まず、受験した(もしくは、これからしようと思う)理由では、イマドキ受験生の72.9%が「いい大学を出るといいところに就職できる」、同じく72.9%が「就職に役立つ資格や免許を取得したい」と回答した。20代後半以降の世代では、これらの理由はともに約50%どまり。イマドキ受験生が就職を強く意識して進学先を選定していることが明らかになった。

17~59歳の男女453人に聞いた「なぜ受験をして進学しようと思ったか(思っているか)」【100年生活者研究所 調べ】

次に、進学先での勉強内容を活用したいタイミングでは、イマドキ受験生の57.1%が「卒業後5年以内」と回答。20代後半以降の世代では43.1%と14ポイントの差があり、イマドキ受験生が短期的な目標を見据えながら勉強していることが判明した。一方、「明確なゴールを意識していない」という回答の割合は、イマドキ受験生が23.3%であるのに対し、20代後半以降の世代では30.9%を記録した。

17~59歳の男女453人に聞いた「進学して勉強する内容は、卒業後の人生のどれくらい先のことを意識して選んだか(選んでいるか)」【100年生活者研究所 調べ】

最後に、進学先で勉強する目的について調査。各目的にどの程度当てはまるかを0~10点の段階評価で聞くと、「やりたいことを叶えるため」に対して9、10点と回答した割合は、20代前半の56.7%が最多。10代でも42.7%と4割を超えた。イマドキ受験生は自分のやりたいことを実現するために勉強している傾向が強いことが判明。また、勉強内容を活用したいタイミングの調査結果も踏まえると、卒業後の短期的な目標が明確にあり、進学先ではそれを叶えるために勉強していることが伺えた。

一方、20代後半以降の世代に注目すると、「やりたいことを叶えるため」に対して9、10点と回答した割合は「やりたいことを見つけるため」のそれと同程度(おおよそ20~30%)。将来の目指すべき姿を探しながら勉強に向き合う姿勢も特徴として挙がった。
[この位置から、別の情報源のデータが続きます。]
//! witr-platform: process, socket and service-manager sources for witr
//!
//! One implementation of each `witr-core` source trait per platform, plus
//! [`native_sources`] which picks the set for the build target.
//!
//! | Platform | Processes | Sockets (primary, fallbacks) | Services |
//! |----------|-----------|------------------------------|----------|
//! | Linux    | procfs    | ss, procfs, lsof             | systemd  |
//! | macOS    | sysinfo   | lsof, netstat                | launchd  |
//! | FreeBSD  | sysinfo   | sockstat, lsof               | none     |
//! | Windows  | Toolhelp  | IP Helper                    | SCM      |

use std::time::Duration;
use witr_core::Sources;

pub mod command;
pub mod endpoint;
#[cfg(target_os = "linux")]
pub mod linux;
pub mod lsof;
pub mod netstat;
pub mod services;
pub mod sockstat;
pub mod ss;
#[cfg(unix)]
pub mod system;
#[cfg(unix)]
pub mod users;
#[cfg(windows)]
pub mod windows;

pub use command::{CommandOutput, CommandRunner};
pub use lsof::LsofSockets;
pub use netstat::NetstatSockets;
#[cfg(target_os = "linux")]
pub use linux::ProcFs;
pub use services::{Launchd, Systemd};
pub use sockstat::SockstatSockets;
pub use ss::SsSockets;
#[cfg(unix)]
pub use system::SystemProcessTable;
#[cfg(unix)]
pub use users::UserTable;
#[cfg(windows)]
pub use windows::{IpHelperSockets, ServiceControlManager, ToolhelpProcessTable};

/// Default bound on every external command, in milliseconds
pub const DEFAULT_TIMEOUT_MS: u64 = 2000;

/// How the native sources are built
#[derive(Debug, Clone, Copy, PartialEq, Eq)]
pub struct SourceOptions {
    /// Bound on each external command
    pub timeout: Duration,
    /// Keep the fallback socket tables after the primary one
    pub fallback: bool,
}

impl Default for SourceOptions {
    fn default() -> Self {
        Self {
            timeout: Duration::from_millis(DEFAULT_TIMEOUT_MS),
            fallback: true,
        }
    }
}

fn finish(sources: Sources, options: SourceOptions) -> Sources {
    tracing::debug!(?sources, fallback = options.fallback, "Native sources");
    if options.fallback {
        sources
    } else {
        sources.without_fallback()
    }
}

/// Sources for the platform this binary was built for
#[cfg(target_os = "linux")]
pub fn native_sources(options: SourceOptions) -> Sources {
    let runner = CommandRunner::new(options.timeout);
    let sources = Sources::new(
        Box::new(ProcFs::new()),
        vec![
            Box::new(SsSockets::new(runner)),
            Box::new(ProcFs::new()),
            Box::new(LsofSockets::new(runner)),
        ],
        Box::new(Systemd::new(runner)),
    );
    finish(sources, options)
}

#[cfg(target_os = "macos")]
pub fn native_sources(options: SourceOptions) -> Sources {
    let runner = CommandRunner::new(options.timeout);
    let sources = Sources::new(
        Box::new(SystemProcessTable::new()),
        vec![
            Box::new(LsofSockets::new(runner)),
            Box::new(NetstatSockets::new(runner)),
        ],
        Box::new(Launchd::new(runner)),
    );
    finish(sources, options)
}

#[cfg(windows)]
pub fn native_sources(options: SourceOptions) -> Sources {
    let sources = Sources::new(
        Box::new(ToolhelpProcessTable),
        vec![Box::new(IpHelperSockets)],
        Box::new(ServiceControlManager),
    );
    finish(sources, options)
}

/// The BSDs and other unix systems
#[cfg(not(any(target_os = "linux", target_os = "macos", windows)))]
pub fn native_sources(options: SourceOptions) -> Sources {
    let runner = CommandRunner::new(options.timeout);
    let sources = Sources::new(
        Box::new(SystemProcessTable::new()),
        vec![
            Box::new(SockstatSockets::new(runner)),
            Box::new(LsofSockets::new(runner)),
        ],
        Box::new(witr_core::NoServiceManager),
    );
    finish(sources, options)
}

#[cfg(test)]
mod tests {
    use super::*;

    #[test]
    fn test_default_options() {
        let options = SourceOptions::default();
        assert_eq!(options.timeout, Duration::from_millis(2000));
        assert!(options.fallback);
    }

    #[test]
    fn test_without_fallback_keeps_primary() {
        let all = native_sources(SourceOptions::default());
        let primary = all.sockets[0].name();
        let trimmed = native_sources(SourceOptions {
            fallback: false,
            ..SourceOptions::default()
        });
        assert_eq!(trimmed.sockets.len(), 1);
        assert_eq!(trimmed.sockets[0].name(), primary);
    }
}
17~59歳の男女453人に聞いた「進学先でどのような勉強がしたいと思い、受験勉強を行っていたか(行っているか)」※気持ちに近いものを10(とても当てはまる)~0(まったく当てはまらない)で回答【100年生活者研究所 調べ】

同研究所の古田めぐみ研究員は世代間で学びへの向き合い方が異なる背景を「社会環境の変化」と指摘。「ブランドのある大学に入って大企業へ就職し、終身雇用で働く『シングルレール』な人生が主流だった時代では、一つの仕事・職場にとどまる中長期的な視点が当たり前だったため、進学先が『将来を模索する場』であったと思います」と分析した。一方で、近年は転職が一般的になるなど多様な働き方が認められている「マルチルート」に変化。「言い換えれば、卒業後でもいろいろなキャリアを築く余地があるからこそ、まずは短期的な視点で目の前の目標を叶えるために、“今”ほしいスキルを学ぶ場に変わってきていると考えています」とした。